#### What the task asks:
Without skipping or changing anything, print all the entries.

#### Entries supplied:
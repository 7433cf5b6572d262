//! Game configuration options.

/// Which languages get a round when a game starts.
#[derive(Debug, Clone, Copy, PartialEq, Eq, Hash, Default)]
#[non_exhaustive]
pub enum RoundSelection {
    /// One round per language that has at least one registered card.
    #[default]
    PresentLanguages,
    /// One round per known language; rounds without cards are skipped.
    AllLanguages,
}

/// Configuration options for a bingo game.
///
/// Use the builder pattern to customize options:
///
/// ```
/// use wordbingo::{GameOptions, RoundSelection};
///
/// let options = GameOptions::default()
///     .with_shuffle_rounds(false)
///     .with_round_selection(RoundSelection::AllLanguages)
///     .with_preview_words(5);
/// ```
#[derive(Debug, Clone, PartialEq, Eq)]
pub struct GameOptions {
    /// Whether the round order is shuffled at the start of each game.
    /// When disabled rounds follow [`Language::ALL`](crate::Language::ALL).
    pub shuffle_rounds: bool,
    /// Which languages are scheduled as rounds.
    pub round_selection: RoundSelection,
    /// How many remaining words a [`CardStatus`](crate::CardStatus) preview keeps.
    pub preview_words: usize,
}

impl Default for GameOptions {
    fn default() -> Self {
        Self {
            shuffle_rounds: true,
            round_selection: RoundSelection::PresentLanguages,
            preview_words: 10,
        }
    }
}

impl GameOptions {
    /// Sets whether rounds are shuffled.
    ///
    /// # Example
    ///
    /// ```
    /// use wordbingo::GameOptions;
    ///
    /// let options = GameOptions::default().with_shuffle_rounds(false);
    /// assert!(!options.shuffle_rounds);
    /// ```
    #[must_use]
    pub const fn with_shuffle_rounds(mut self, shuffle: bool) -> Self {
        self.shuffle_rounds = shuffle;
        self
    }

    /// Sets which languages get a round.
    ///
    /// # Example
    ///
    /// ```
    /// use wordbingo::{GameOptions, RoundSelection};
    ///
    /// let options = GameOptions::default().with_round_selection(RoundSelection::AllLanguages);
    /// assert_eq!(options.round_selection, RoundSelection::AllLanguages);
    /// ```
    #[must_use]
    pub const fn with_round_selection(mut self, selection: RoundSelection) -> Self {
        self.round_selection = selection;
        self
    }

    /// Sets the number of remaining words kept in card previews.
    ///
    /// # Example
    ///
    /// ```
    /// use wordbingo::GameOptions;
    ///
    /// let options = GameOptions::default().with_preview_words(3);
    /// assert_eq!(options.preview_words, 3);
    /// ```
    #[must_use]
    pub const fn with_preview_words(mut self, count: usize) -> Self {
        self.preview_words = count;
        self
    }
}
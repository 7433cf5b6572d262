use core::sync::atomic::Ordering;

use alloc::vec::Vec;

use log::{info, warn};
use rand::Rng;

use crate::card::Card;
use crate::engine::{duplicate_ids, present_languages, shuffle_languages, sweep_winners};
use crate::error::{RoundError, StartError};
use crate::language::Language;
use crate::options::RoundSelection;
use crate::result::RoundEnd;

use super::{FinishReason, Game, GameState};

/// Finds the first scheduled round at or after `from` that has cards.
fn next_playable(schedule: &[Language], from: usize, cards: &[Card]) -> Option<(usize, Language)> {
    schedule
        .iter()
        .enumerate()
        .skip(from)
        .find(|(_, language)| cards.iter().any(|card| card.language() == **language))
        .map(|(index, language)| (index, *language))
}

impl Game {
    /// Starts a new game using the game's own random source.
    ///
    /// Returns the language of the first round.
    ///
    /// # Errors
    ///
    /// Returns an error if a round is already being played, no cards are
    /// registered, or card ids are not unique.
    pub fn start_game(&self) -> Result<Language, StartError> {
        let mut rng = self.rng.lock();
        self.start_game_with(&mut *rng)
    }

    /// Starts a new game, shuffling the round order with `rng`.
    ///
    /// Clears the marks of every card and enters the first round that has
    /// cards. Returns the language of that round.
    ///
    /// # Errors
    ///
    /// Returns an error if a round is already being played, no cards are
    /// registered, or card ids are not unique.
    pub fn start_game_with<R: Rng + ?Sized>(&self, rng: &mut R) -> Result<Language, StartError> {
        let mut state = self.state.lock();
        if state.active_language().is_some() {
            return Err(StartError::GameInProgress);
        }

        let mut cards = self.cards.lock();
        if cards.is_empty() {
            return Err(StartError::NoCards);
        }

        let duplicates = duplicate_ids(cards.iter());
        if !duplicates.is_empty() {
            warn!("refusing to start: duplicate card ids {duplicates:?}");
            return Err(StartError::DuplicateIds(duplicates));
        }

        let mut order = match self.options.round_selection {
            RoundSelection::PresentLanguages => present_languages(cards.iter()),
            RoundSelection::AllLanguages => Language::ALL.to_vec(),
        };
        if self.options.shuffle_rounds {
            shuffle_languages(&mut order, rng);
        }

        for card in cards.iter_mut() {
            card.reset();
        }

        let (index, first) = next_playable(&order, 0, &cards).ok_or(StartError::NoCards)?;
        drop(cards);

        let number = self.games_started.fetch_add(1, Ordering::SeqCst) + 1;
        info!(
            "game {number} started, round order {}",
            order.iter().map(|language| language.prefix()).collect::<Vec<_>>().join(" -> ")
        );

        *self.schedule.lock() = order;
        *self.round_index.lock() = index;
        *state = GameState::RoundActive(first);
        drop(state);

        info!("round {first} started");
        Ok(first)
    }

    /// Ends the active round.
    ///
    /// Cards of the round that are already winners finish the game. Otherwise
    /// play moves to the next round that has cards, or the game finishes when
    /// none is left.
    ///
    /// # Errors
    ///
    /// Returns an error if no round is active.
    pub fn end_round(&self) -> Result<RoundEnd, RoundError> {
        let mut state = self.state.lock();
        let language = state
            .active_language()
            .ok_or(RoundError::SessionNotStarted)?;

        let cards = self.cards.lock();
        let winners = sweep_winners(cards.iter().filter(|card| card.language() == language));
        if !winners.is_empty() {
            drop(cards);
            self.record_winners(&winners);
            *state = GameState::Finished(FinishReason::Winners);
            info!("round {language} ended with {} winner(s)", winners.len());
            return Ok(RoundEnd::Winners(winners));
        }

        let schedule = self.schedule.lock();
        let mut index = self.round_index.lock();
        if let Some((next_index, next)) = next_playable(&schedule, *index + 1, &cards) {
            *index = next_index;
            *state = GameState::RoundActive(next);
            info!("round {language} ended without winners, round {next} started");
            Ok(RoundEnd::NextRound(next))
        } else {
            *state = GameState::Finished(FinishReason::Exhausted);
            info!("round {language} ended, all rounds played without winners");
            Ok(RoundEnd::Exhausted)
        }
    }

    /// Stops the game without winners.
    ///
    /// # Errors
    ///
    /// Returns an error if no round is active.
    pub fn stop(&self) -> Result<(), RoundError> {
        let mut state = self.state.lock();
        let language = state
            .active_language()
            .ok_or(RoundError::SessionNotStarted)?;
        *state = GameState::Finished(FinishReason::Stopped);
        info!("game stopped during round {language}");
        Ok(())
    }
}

#### Result:
repository 7433cf5b6572d262
//! Game configuration options.

/// Which languages get a round when a game starts.
#[derive(Debug, Clone, Copy, PartialEq, Eq, Hash, Default)]
#[non_exhaustive]
pub enum RoundSelection {
    /// One round per language that has at least one registered card.
    #[default]
    PresentLanguages,
    /// One round per known language; rounds without cards are skipped.
    AllLanguages,
}

/// Configuration options for a bingo game.
///
/// Use the builder pattern to customize options:
///
/// ```
/// use wordbingo::{GameOptions, RoundSelection};
///
/// let options = GameOptions::default()
///     .with_shuffle_rounds(false)
///     .with_round_selection(RoundSelection::AllLanguages)
///     .with_preview_words(5);
/// ```
#[derive(Debug, Clone, PartialEq, Eq)]
pub struct GameOptions {
    /// Whether the round order is shuffled at the start of each game.
    /// When disabled rounds follow [`Language::ALL`](crate::Language::ALL).
    pub shuffle_rounds: bool,
    /// Which languages are scheduled as rounds.
    pub round_selection: RoundSelection,
    /// How many remaining words a [`CardStatus`](crate::CardStatus) preview keeps.
    pub preview_words: usize,
}

impl Default for GameOptions {
    fn default() -> Self {
        Self {
            shuffle_rounds: true,
            round_selection: RoundSelection::PresentLanguages,
            preview_words: 10,
        }
    }
}

impl GameOptions {
    /// Sets whether rounds are shuffled.
    ///
    /// # Example
    ///
    /// ```
    /// use wordbingo::GameOptions;
    ///
    /// let options = GameOptions::default().with_shuffle_rounds(false);
    /// assert!(!options.shuffle_rounds);
    /// ```
    #[must_use]
    pub const fn with_shuffle_rounds(mut self, shuffle: bool) -> Self {
        self.shuffle_rounds = shuffle;
        self
    }

    /// Sets which languages get a round.
    ///
    /// # Example
    ///
    /// ```
    /// use wordbingo::{GameOptions, RoundSelection};
    ///
    /// let options = GameOptions::default().with_round_selection(RoundSelection::AllLanguages);
    /// assert_eq!(options.round_selection, RoundSelection::AllLanguages);
    /// ```
    #[must_use]
    pub const fn with_round_selection(mut self, selection: RoundSelection) -> Self {
        self.round_selection = selection;
        self
    }

    /// Sets the number of remaining words kept in card previews.
    ///
    /// # Example
    ///
    /// ```
    /// use wordbingo::GameOptions;
    ///
    /// let options = GameOptions::default().with_preview_words(3);
    /// assert_eq!(options.preview_words, 3);
    /// ```
    #[must_use]
    pub const fn with_preview_words(mut self, count: usize) -> Self {
        self.preview_words = count;
        self
    }
}
repository 7433cf5b6572d262
use core::sync::atomic::Ordering;

use alloc::vec::Vec;

use log::{info, warn};
use rand::Rng;

use crate::card::Card;
use crate::engine::{duplicate_ids, present_languages, shuffle_languages, sweep_winners};
use crate::error::{RoundError, StartError};
use crate::language::Language;
use crate::options::RoundSelection;
use crate::result::RoundEnd;

use super::{FinishReason, Game, GameState};

/// Finds the first scheduled round at or after `from` that has cards.
fn next_playable(schedule: &[Language], from: usize, cards: &[Card]) -> Option<(usize, Language)> {
    schedule
        .iter()
        .enumerate()
        .skip(from)
        .find(|(_, language)| cards.iter().any(|card| card.language() == **language))
        .map(|(index, language)| (index, *language))
}

impl Game {
    /// Starts a new game using the game's own random source.
    ///
    /// Returns the language of the first round.
    ///
    /// # Errors
    ///
    /// Returns an error if a round is already being played, no cards are
    /// registered, or card ids are not unique.
    pub fn start_game(&self) -> Result<Language, StartError> {
        let mut rng = self.rng.lock();
        self.start_game_with(&mut *rng)
    }

    /// Starts a new game, shuffling the round order with `rng`.
    ///
    /// Clears the marks of every card and enters the first round that has
    /// cards. Returns the language of that round.
    ///
    /// # Errors
    ///
    /// Returns an error if a round is already being played, no cards are
    /// registered, or card ids are not unique.
    pub fn start_game_with<R: Rng + ?Sized>(&self, rng: &mut R) -> Result<Language, StartError> {
        let mut state = self.state.lock();
        if state.active_language().is_some() {
            return Err(StartError::GameInProgress);
        }

        let mut cards = self.cards.lock();
        if cards.is_empty() {
            return Err(StartError::NoCards);
        }

        let duplicates = duplicate_ids(cards.iter());
        if !duplicates.is_empty() {
            warn!("refusing to start: duplicate card ids {duplicates:?}");
            return Err(StartError::DuplicateIds(duplicates));
        }

        let mut order = match self.options.round_selection {
            RoundSelection::PresentLanguages => present_languages(cards.iter()),
            RoundSelection::AllLanguages => Language::ALL.to_vec(),
        };
        if self.options.shuffle_rounds {
            shuffle_languages(&mut order, rng);
        }

        for card in cards.iter_mut() {
            card.reset();
        }

        let (index, first) = next_playable(&order, 0, &cards).ok_or(StartError::NoCards)?;
        drop(cards);

        let number = self.games_started.fetch_add(1, Ordering::SeqCst) + 1;
        info!(
            "game {number} started, round order {}",
            order.iter().map(|language| language.prefix()).collect::<Vec<_>>().join(" -> ")
        );

        *self.schedule.lock() = order;
        *self.round_index.lock() = index;
        *state = GameState::RoundActive(first);
        drop(state);

        info!("round {first} started");
        Ok(first)
    }

    /// Ends the active round.
    ///
    /// Cards of the round that are already winners finish the game. Otherwise
    /// play moves to the next round that has cards, or the game finishes when
    /// none is left.
    ///
    /// # Errors
    ///
    /// Returns an error if no round is active.
    pub fn end_round(&self) -> Result<RoundEnd, RoundError> {
        let mut state = self.state.lock();
        let language = state
            .active_language()
            .ok_or(RoundError::SessionNotStarted)?;

        let cards = self.cards.lock();
        let winners = sweep_winners(cards.iter().filter(|card| card.language() == language));
        if !winners.is_empty() {
            drop(cards);
            self.record_winners(&winners);
            *state = GameState::Finished(FinishReason::Winners);
            info!("round {language} ended with {} winner(s)", winners.len());
            return Ok(RoundEnd::Winners(winners));
        }

        let schedule = self.schedule.lock();
        let mut index = self.round_index.lock();
        if let Some((next_index, next)) = next_playable(&schedule, *index + 1, &cards) {
            *index = next_index;
            *state = GameState::RoundActive(next);
            info!("round {language} ended without winners, round {next} started");
            Ok(RoundEnd::NextRound(next))
        } else {
            *state = GameState::Finished(FinishReason::Exhausted);
            info!("round {language} ended, all rounds played without winners");
            Ok(RoundEnd::Exhausted)
        }
    }

    /// Stops the game without winners.
    ///
    /// # Errors
    ///
    /// Returns an error if no round is active.
    pub fn stop(&self) -> Result<(), RoundError> {
        let mut state = self.state.lock();
        let language = state
            .active_language()
            .ok_or(RoundError::SessionNotStarted)?;
        *state = GameState::Finished(FinishReason::Stopped);
        info!("game stopped during round {language}");
        Ok(())
    }
}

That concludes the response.